New tactics to be employed on Colour Squadron
It looks very much as though the talented Colour Squadron, a serious contender for the Supreme Novices Hurdle at the Cheltenham Festival in March, will be given a very different ride next time out to the tactics employed at Sandown recently where he was ridden prominently and eventually caught in the dying strides of the Grade 1 Tolworth Hurdle, writes Eliot Slater.
Philip Hobbs’ charge looked an unlucky loser at the Esher track where he made most of the running in a race where nothing wanted to go on, and then began to hang markedly to the stands side in the home straight giving away significant ground that resulted in him being caught in the close home by Captain Conan, who raced straight as an arrow down the middle of the track. People looking at the Cheltenham market movers will not have been impressed.

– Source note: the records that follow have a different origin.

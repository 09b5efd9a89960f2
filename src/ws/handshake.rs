//! WebSocket opening handshake (RFC 6455 Section 4.2).

use base64::{Engine as _, engine::general_purpose::STANDARD as BASE64};
use sha1::{Digest, Sha1};
use thiserror::Error;

use crate::http::request::{Method, Request};
use crate::http::response::{Response, ResponseBuilder, StatusCode};

/// RFC 6455 magic GUID concatenated with the client key for Sec-WebSocket-Accept.
const WS_GUID: &str = "258EAFA5-E914-47DA-95CA-C5AB0DC85B11";

#[derive(Debug, Error, Clone, PartialEq, Eq)]
pub enum HandshakeError {
    #[error("upgrade request must use GET")]
    NotGet,
    #[error("missing or invalid Upgrade header")]
    MissingUpgrade,
    #[error("Connection header does not list upgrade")]
    MissingConnectionUpgrade,
    #[error("unsupported Sec-WebSocket-Version {0:?}")]
    UnsupportedVersion(Option<String>),
    #[error("missing or malformed Sec-WebSocket-Key")]
    InvalidKey,
    #[error("connection closed before the upgrade")]
    ConnectionClosed,
}

/// Compute the `Sec-WebSocket-Accept` value per RFC 6455 Section 4.2.2.
pub fn compute_accept_key(client_key: &str) -> String {
    let mut hasher = Sha1::new();
    hasher.update(client_key.as_bytes());
    hasher.update(WS_GUID.as_bytes());
    BASE64.encode(hasher.finalize())
}

/// Checks an upgrade request and returns its client key.
pub fn validate_upgrade_request(request: &Request) -> Result<&str, HandshakeError> {
    if request.method != Method::GET {
        return Err(HandshakeError::NotGet);
    }
    if !request.header_has_token("Upgrade", "websocket") {
        return Err(HandshakeError::MissingUpgrade);
    }
    if !request.header_has_token("Connection", "upgrade") {
        return Err(HandshakeError::MissingConnectionUpgrade);
    }

    match request.header("Sec-WebSocket-Version") {
        Some("13") => {}
        other => return Err(HandshakeError::UnsupportedVersion(other.map(str::to_string))),
    }

    let key = request
        .header("Sec-WebSocket-Key")
        .map(str::trim)
        .ok_or(HandshakeError::InvalidKey)?;
    match BASE64.decode(key) {
        Ok(decoded) if decoded.len() == 16 => Ok(key),
        _ => Err(HandshakeError::InvalidKey),
    }
}

/// The 101 response accepting `request`.
pub fn switching_protocols(request: &Request) -> Result<Response, HandshakeError> {
    let key = validate_upgrade_request(request)?;
    Ok(ResponseBuilder::new(StatusCode::SwitchingProtocols)
        .header("Upgrade", "websocket")
        .header("Sec-WebSocket-Accept", compute_accept_key(key))
        .build())
}
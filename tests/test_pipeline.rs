use strand::http::pipeline::{PipelineError, PipelineQueue, RequestInfo, SlotStatus};

fn permutations(items: &[u64]) -> Vec<Vec<u64>> {
    if items.len() <= 1 {
        return vec![items.to_vec()];
    }
    let mut out = Vec::new();
    for i in 0..items.len() {
        let mut rest = items.to_vec();
        let head = rest.remove(i);
        for mut tail in permutations(&rest) {
            tail.insert(0, head);
            out.push(tail);
        }
    }
    out
}

#[test]
fn test_drains_in_admission_order_for_every_completion_order() {
    let orders = permutations(&[0, 1, 2, 3]);
    assert_eq!(orders.len(), 24);

    for order in orders {
        let mut queue = PipelineQueue::new(4);
        for _ in 0..4 {
            queue.push(true, RequestInfo::default()).unwrap();
        }

        let mut drained = Vec::new();
        for seq in &order {
            queue.complete(*seq, format!("response {seq}")).unwrap();
            while let Some(slot) = queue.next_drainable() {
                assert!(slot.complete);
                assert_eq!(slot.parts, vec![format!("response {}", slot.seq)]);
                drained.push(slot.seq);
            }
        }

        assert_eq!(drained, vec![0, 1, 2, 3], "completion order {order:?}");
        assert!(queue.is_empty());
    }
}

#[test]
fn test_head_of_line_blocks_drain() {
    let mut queue = PipelineQueue::new(3);
    let first = queue.push(true, RequestInfo::default()).unwrap();
    let second = queue.push(true, RequestInfo::default()).unwrap();

    queue.complete(second, "b").unwrap();
    assert!(queue.next_drainable().is_none());
    assert_eq!(queue.front_awaiting().map(|s| s.seq), Some(first));
    assert_eq!(queue.get(second).map(|s| s.status), Some(SlotStatus::HandlerComplete));

    queue.complete(first, "a").unwrap();
    assert_eq!(queue.next_drainable().map(|d| d.parts), Some(vec!["a"]));
    assert_eq!(queue.next_drainable().map(|d| d.parts), Some(vec!["b"]));
    assert!(queue.front_awaiting().is_none());
}

#[test]
fn test_depth_bound_refuses_and_resumes() {
    let mut queue = PipelineQueue::new(2);
    let a = queue.push(true, RequestInfo::default()).unwrap();
    queue.push(true, RequestInfo::default()).unwrap();

    assert!(queue.is_full());
    assert_eq!(queue.push(true, RequestInfo::default()), None);
    assert_eq!(queue.len(), 2);

    queue.complete(a, ()).unwrap();
    queue.next_drainable().unwrap();
    assert!(!queue.is_full());
    assert_eq!(queue.push(true, RequestInfo::default()), Some(2));
}

#[test]
fn test_zero_depth_means_one() {
    let mut queue: PipelineQueue<()> = PipelineQueue::new(0);
    assert_eq!(queue.max_depth(), 1);
    assert!(queue.push(false, RequestInfo::default()).is_some());
    assert!(queue.push(false, RequestInfo::default()).is_none());
}

#[test]
fn test_complete_errors() {
    let mut queue = PipelineQueue::new(2);
    let seq = queue.push(false, RequestInfo::default()).unwrap();

    queue.complete(seq, 1).unwrap();
    assert_eq!(queue.complete(seq, 2), Err(PipelineError::AlreadyComplete(seq)));
    assert_eq!(queue.complete(7, 3), Err(PipelineError::UnknownSlot(7)));

    let drained = queue.next_drainable().unwrap();
    assert!(!drained.keep_alive);
    assert_eq!(drained.parts, vec![1]);
    // a drained slot is gone
    assert_eq!(queue.complete(seq, 4), Err(PipelineError::UnknownSlot(seq)));
}

#[test]
fn test_streamed_slot_drains_parts_as_they_arrive() {
    let mut queue = PipelineQueue::new(2);
    let first = queue.push(true, RequestInfo::default()).unwrap();
    let second = queue.push(true, RequestInfo::default()).unwrap();

    // the later request finishes while the first is still streaming
    queue.complete(second, "second").unwrap();
    queue.append(first, "head", false).unwrap();
    queue.append(first, "part 1", false).unwrap();
    assert_eq!(queue.get(first).map(|s| s.status), Some(SlotStatus::Responding));
    assert!(queue.front_awaiting().is_none());
    assert_eq!(queue.front_pending().map(|s| s.seq), Some(first));

    let drained = queue.next_drainable().unwrap();
    assert_eq!(drained.seq, first);
    assert_eq!(drained.parts, vec!["head", "part 1"]);
    assert!(!drained.complete);

    // nothing new for the front slot: the completed second slot must wait
    assert!(queue.next_drainable().is_none());

    queue.append(first, "part 2", false).unwrap();
    queue.append(first, "end", true).unwrap();
    assert!(queue.get(first).unwrap().response_complete());
    let drained = queue.next_drainable().unwrap();
    assert_eq!(drained.parts, vec!["part 2", "end"]);
    assert!(drained.complete);

    let drained = queue.next_drainable().unwrap();
    assert_eq!((drained.seq, drained.parts, drained.complete), (second, vec!["second"], true));
    assert!(queue.is_empty());
}

#[test]
fn test_append_after_final_part_is_refused() {
    let mut queue = PipelineQueue::new(1);
    let seq = queue.push(true, RequestInfo::default()).unwrap();

    queue.append(seq, 1, false).unwrap();
    queue.append(seq, 2, true).unwrap();
    assert_eq!(queue.append(seq, 3, false), Err(PipelineError::AlreadyComplete(seq)));
    assert_eq!(queue.get(seq).map(|s| s.ready_parts()), Some(2));
}
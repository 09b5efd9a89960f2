pub mod listener;

pub use listener::Server;
//! The request handler boundary.
//!
//! A [`Handler`] is called on the connection's task with the parsed request
//! and a [`Responder`]. It may answer right away or move the responder to
//! another task or thread and answer later; the response is routed back to
//! the connection through the registry and written in request order.
//!
//! A response can also be produced in parts: [`Responder::chunked`] and
//! [`Responder::user_controlled`] send the head and return a
//! [`ResponseStream`] for the body.

use std::sync::Arc;

use bytes::Bytes;

use tracing::trace;

use crate::http::request::Request;
use crate::http::response::Response;
use crate::registry::{ConnectionEvent, ConnectionHandle, ConnectionRegistry, Stale};
use crate::ws::handshake::{self, HandshakeError};
use crate::ws::message::WsHandler;

/// Whether a handler took responsibility for a request.
#[derive(Debug, Clone, Copy, PartialEq, Eq)]
pub enum Handling {
    Accepted,
    /// Answered with 501 Not Implemented.
    Rejected,
}

pub trait Handler: Send + Sync + 'static {
    fn handle(&self, request: Request, responder: Responder) -> Handling;
}

impl<F> Handler for F
where
    F: Fn(Request, Responder) -> Handling + Send + Sync + 'static,
{
    fn handle(&self, request: Request, responder: Responder) -> Handling {
        self(request, responder)
    }
}

/// Progress of a response produced in parts.
#[derive(Debug)]
pub enum StreamPart {
    /// Status line and fields. A body set on the head is its first part.
    Head { response: Response, chunked: bool },
    Data(Bytes),
    Finish,
}

/// Completes one request slot. Dropping it unanswered yields a 500.
pub struct Responder {
    registry: Arc<ConnectionRegistry>,
    connection: ConnectionHandle,
    seq: u64,
    done: bool,
}

impl Responder {
    pub fn new(registry: Arc<ConnectionRegistry>, connection: ConnectionHandle, seq: u64) -> Self {
        Self {
            registry,
            connection,
            seq,
            done: false,
        }
    }

    /// Sequence number of the request within its connection.
    pub fn seq(&self) -> u64 {
        self.seq
    }

    /// Sends the response. Fails if the connection is already gone.
    pub fn respond(mut self, response: Response) -> Result<(), Stale> {
        self.done = true;
        self.registry.dispatch(
            self.connection,
            ConnectionEvent::Response {
                seq: self.seq,
                response,
                upgrade: None,
            },
        )
    }

    /// Starts a response whose body follows in parts, sent with
    /// `Transfer-Encoding: chunked`. HTTP/1.0 peers get the parts unframed
    /// and the connection closes after the last one.
    pub fn chunked(self, head: Response) -> Result<ResponseStream, Stale> {
        self.stream(head, true)
    }

    /// Starts a response whose body parts are written exactly as given. The
    /// head should carry the `Content-Length` of the whole body; without one
    /// the connection closes after the last part.
    pub fn user_controlled(self, head: Response) -> Result<ResponseStream, Stale> {
        self.stream(head, false)
    }

    fn stream(mut self, response: Response, chunked: bool) -> Result<ResponseStream, Stale> {
        self.done = true;
        let stream = ResponseStream {
            registry: Arc::clone(&self.registry),
            connection: self.connection,
            seq: self.seq,
            finished: false,
        };
        stream.dispatch(StreamPart::Head { response, chunked })?;
        Ok(stream)
    }

    /// Accepts a WebSocket upgrade. Once every earlier response has been
    /// written the connection answers 101 and hands itself to `handler`.
    /// An invalid upgrade request is answered with 400 and the error is
    /// returned.
    pub fn upgrade<H: WsHandler>(mut self, request: &Request, handler: H) -> Result<(), HandshakeError> {
        self.done = true;

        let event = match handshake::switching_protocols(request) {
            Ok(response) => ConnectionEvent::Response {
                seq: self.seq,
                response,
                upgrade: Some(Box::new(handler)),
            },
            Err(e) => {
                let _ = self.registry.dispatch(
                    self.connection,
                    ConnectionEvent::Response {
                        seq: self.seq,
                        response: Response::bad_request(),
                        upgrade: None,
                    },
                );
                return Err(e);
            }
        };

        self.registry
            .dispatch(self.connection, event)
            .map_err(|_| HandshakeError::ConnectionClosed)
    }
}

impl Drop for Responder {
    fn drop(&mut self) {
        if self.done {
            return;
        }
        trace!(seq = self.seq, "responder dropped without a response");
        let _ = self
            .registry
            .dispatch(self.connection, ConnectionEvent::Abandoned { seq: self.seq });
    }
}

/// Body of a response sent in parts.
///
/// Parts are written in the order they are sent, once every earlier response
/// of the connection is out. Dropping the stream before
/// [`ResponseStream::finish`] closes the connection after the parts sent so
/// far.
pub struct ResponseStream {
    registry: Arc<ConnectionRegistry>,
    connection: ConnectionHandle,
    seq: u64,
    finished: bool,
}

impl ResponseStream {
    pub fn seq(&self) -> u64 {
        self.seq
    }

    pub fn send_part(&mut self, data: impl Into<Bytes>) -> Result<(), Stale> {
        let data = data.into();
        // an empty chunk would end a chunked body
        if data.is_empty() {
            return Ok(());
        }
        self.dispatch(StreamPart::Data(data))
    }

    /// Ends the response.
    pub fn finish(mut self) -> Result<(), Stale> {
        self.finished = true;
        self.dispatch(StreamPart::Finish)
    }

    fn dispatch(&self, part: StreamPart) -> Result<(), Stale> {
        self.registry
            .dispatch(self.connection, ConnectionEvent::Stream { seq: self.seq, part })
    }
}

impl Drop for ResponseStream {
    fn drop(&mut self) {
        if self.finished {
            return;
        }
        trace!(seq = self.seq, "response stream dropped before its end");
        let _ = self
            .registry
            .dispatch(self.connection, ConnectionEvent::Abandoned { seq: self.seq });
    }
}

It might very well be the case that Hobbs’ gelding is simply more at home racing left-handed as he had shown no such tendency on his previous racecourse appearances at Newbury and Chepstow, winning his bumper at the South Wales track before failing by just half-a-length on his hurdling bow at Newbury in November, then returning to the Berkshire track three weeks later to impressively account for the decent Montbazon. With Cheltenham horse racing taking place on a left-handed track, punters may seem him back to his best on his next outing.
The Minehead handler thinks a combination of having to make the running and very possibly the roar of the Sandown crowd caused Colour Squadron to veer off course, and he will instruct Richard Johnson to hold his mount up on his next outing which could be in the big race at Cheltenham itself, as no decision has yet been made as to whether or not the son of Old Vic will have a prior outing ahead of the Supreme Novices Hurdle, a race for which the six-year-old is generally on offer at 16/1.